Collected data:
*** Begin section ***

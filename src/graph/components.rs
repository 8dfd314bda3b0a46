//! Strongly connected components and the condensation of a graph.
use std::collections::hash_map::DefaultHasher;
use std::collections::HashSet;
use std::fmt::{self, Debug};
use std::hash::{Hash, Hasher};
use std::sync::Arc;

use tracing::debug;

use super::traversal::IndexForest;
use super::Graph;
use crate::index::{EntityIndex, NodeIndex};

/// A strongly connected component, used as the vertex type of
/// [`Graph::condensation`].
///
/// Components compare and hash as sets: the order in which members were
/// discovered does not matter. Clones share the member set.
#[derive(Clone)]
pub struct Component<V> {
    members: Arc<HashSet<V>>,
    /// Order-independent digest of the members, computed once.
    fingerprint: u64,
}

impl<V: Eq + Hash> Component<V> {
    /// Creates a component from its member vertices.
    pub fn new(members: impl IntoIterator<Item = V>) -> Self {
        let members: HashSet<V> = members.into_iter().collect();
        let fingerprint = members.iter().fold(0u64, |digest, member| {
            let mut hasher = DefaultHasher::new();
            member.hash(&mut hasher);
            digest.wrapping_add(hasher.finish())
        });

        Self {
            members: Arc::new(members),
            fingerprint,
        }
    }

    /// Whether the vertex belongs to the component.
    #[inline]
    pub fn contains(&self, vertex: &V) -> bool {
        self.members.contains(vertex)
    }
}

impl<V> Component<V> {
    /// Number of vertices in the component.
    #[inline]
    pub fn len(&self) -> usize {
        self.members.len()
    }

    #[inline]
    pub fn is_empty(&self) -> bool {
        self.members.is_empty()
    }

    /// Iterates over the members in no particular order.
    pub fn iter(&self) -> impl Iterator<Item = &V> + '_ {
        self.members.iter()
    }
}

impl<V: Eq + Hash> PartialEq for Component<V> {
    fn eq(&self, other: &Self) -> bool {
        Arc::ptr_eq(&self.members, &other.members)
            || (self.fingerprint == other.fingerprint && self.members == other.members)
    }
}

impl<V: Eq + Hash> Eq for Component<V> {}

impl<V> Hash for Component<V> {
    fn hash<H: Hasher>(&self, state: &mut H) {
        state.write_usize(self.members.len());
        state.write_u64(self.fingerprint);
    }
}

impl<V: Debug> Debug for Component<V> {
    fn fmt(&self, f: &mut fmt::Formatter<'_>) -> fmt::Result {
        f.debug_set().entries(self.members.iter()).finish()
    }
}

impl<V: Clone + Eq + Hash> Graph<V> {
    /// Strongly connected components, by Kosaraju's algorithm.
    ///
    /// The graph is first put in the order of [`Graph::linearize`]; a spanning
    /// forest of the transposed graph is then grown in exactly that order and
    /// the postorder of each of its trees is one component. Every vertex of the
    /// graph belongs to exactly one component.
    ///
    /// # Example
    ///
    /// ```
    /// # use digraph::Graph;
    /// let graph = Graph::from_edges([(1, 2), (2, 1), (2, 3)]);
    /// let mut sccs = graph.sccs();
    /// for scc in &mut sccs {
    ///     scc.sort();
    /// }
    ///
    /// assert_eq!(sccs, [vec![&1, &2], vec![&3]]);
    /// ```
    pub fn sccs(&self) -> Vec<Vec<&V>> {
        let sccs: Vec<Vec<&V>> = self
            .scc_indices()
            .into_iter()
            .map(|scc| scc.into_iter().map(|index| self.vertex(index)).collect())
            .collect();

        debug!(
            vertices = self.node_count(),
            components = sccs.len(),
            "computed strongly connected components"
        );
        sccs
    }

    fn scc_indices(&self) -> Vec<Vec<NodeIndex>> {
        let order = self.linear_order();
        let transposed = self.transposed_adjacency();

        IndexForest::new(&transposed, order)
            .map(|tree| tree.postorder().copied().collect())
            .collect()
    }

    /// Contracts every strongly connected component into a single vertex.
    ///
    /// The result has an edge between two components whenever some edge of
    /// this graph joins their members; edges inside a component are dropped,
    /// so the condensation is always acyclic. As with any [`Graph`], only
    /// components that take part in such an edge occur in the result.
    ///
    /// # Example
    ///
    /// ```
    /// # use digraph::{Component, Graph};
    /// let graph = Graph::from_edges([(1, 2), (2, 1), (2, 3), (3, 3)]);
    /// let condensed = graph.condensation();
    ///
    /// assert_eq!(condensed.edge_count(), 1);
    /// assert!(condensed.has_edge(&Component::new([1, 2]), &Component::new([3])));
    /// ```
    pub fn condensation(&self) -> Graph<Component<V>> {
        let sccs = self.scc_indices();

        let mut contract = vec![0; self.node_count()];
        let components: Vec<Component<V>> = sccs
            .iter()
            .enumerate()
            .map(|(id, scc)| {
                for index in scc {
                    contract[index.index()] = id;
                }
                Component::new(scc.iter().map(|&index| self.vertex(index).clone()))
            })
            .collect();

        let condensed = Graph::from_edges(
            self.edge_indices()
                .map(|(u, v)| (contract[u.index()], contract[v.index()]))
                .filter(|(cu, cv)| cu != cv)
                .map(|(cu, cv)| (components[cu].clone(), components[cv].clone())),
        );

        debug!(
            components = components.len(),
            edges = condensed.edge_count(),
            "condensed graph"
        );
        condensed
    }
}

*** End section ***

_What you have to do:_ Your answer should hold every line of the entries that contains the string "super".

_Answer space:_
use super::traversal::IndexForest;
use super::Graph;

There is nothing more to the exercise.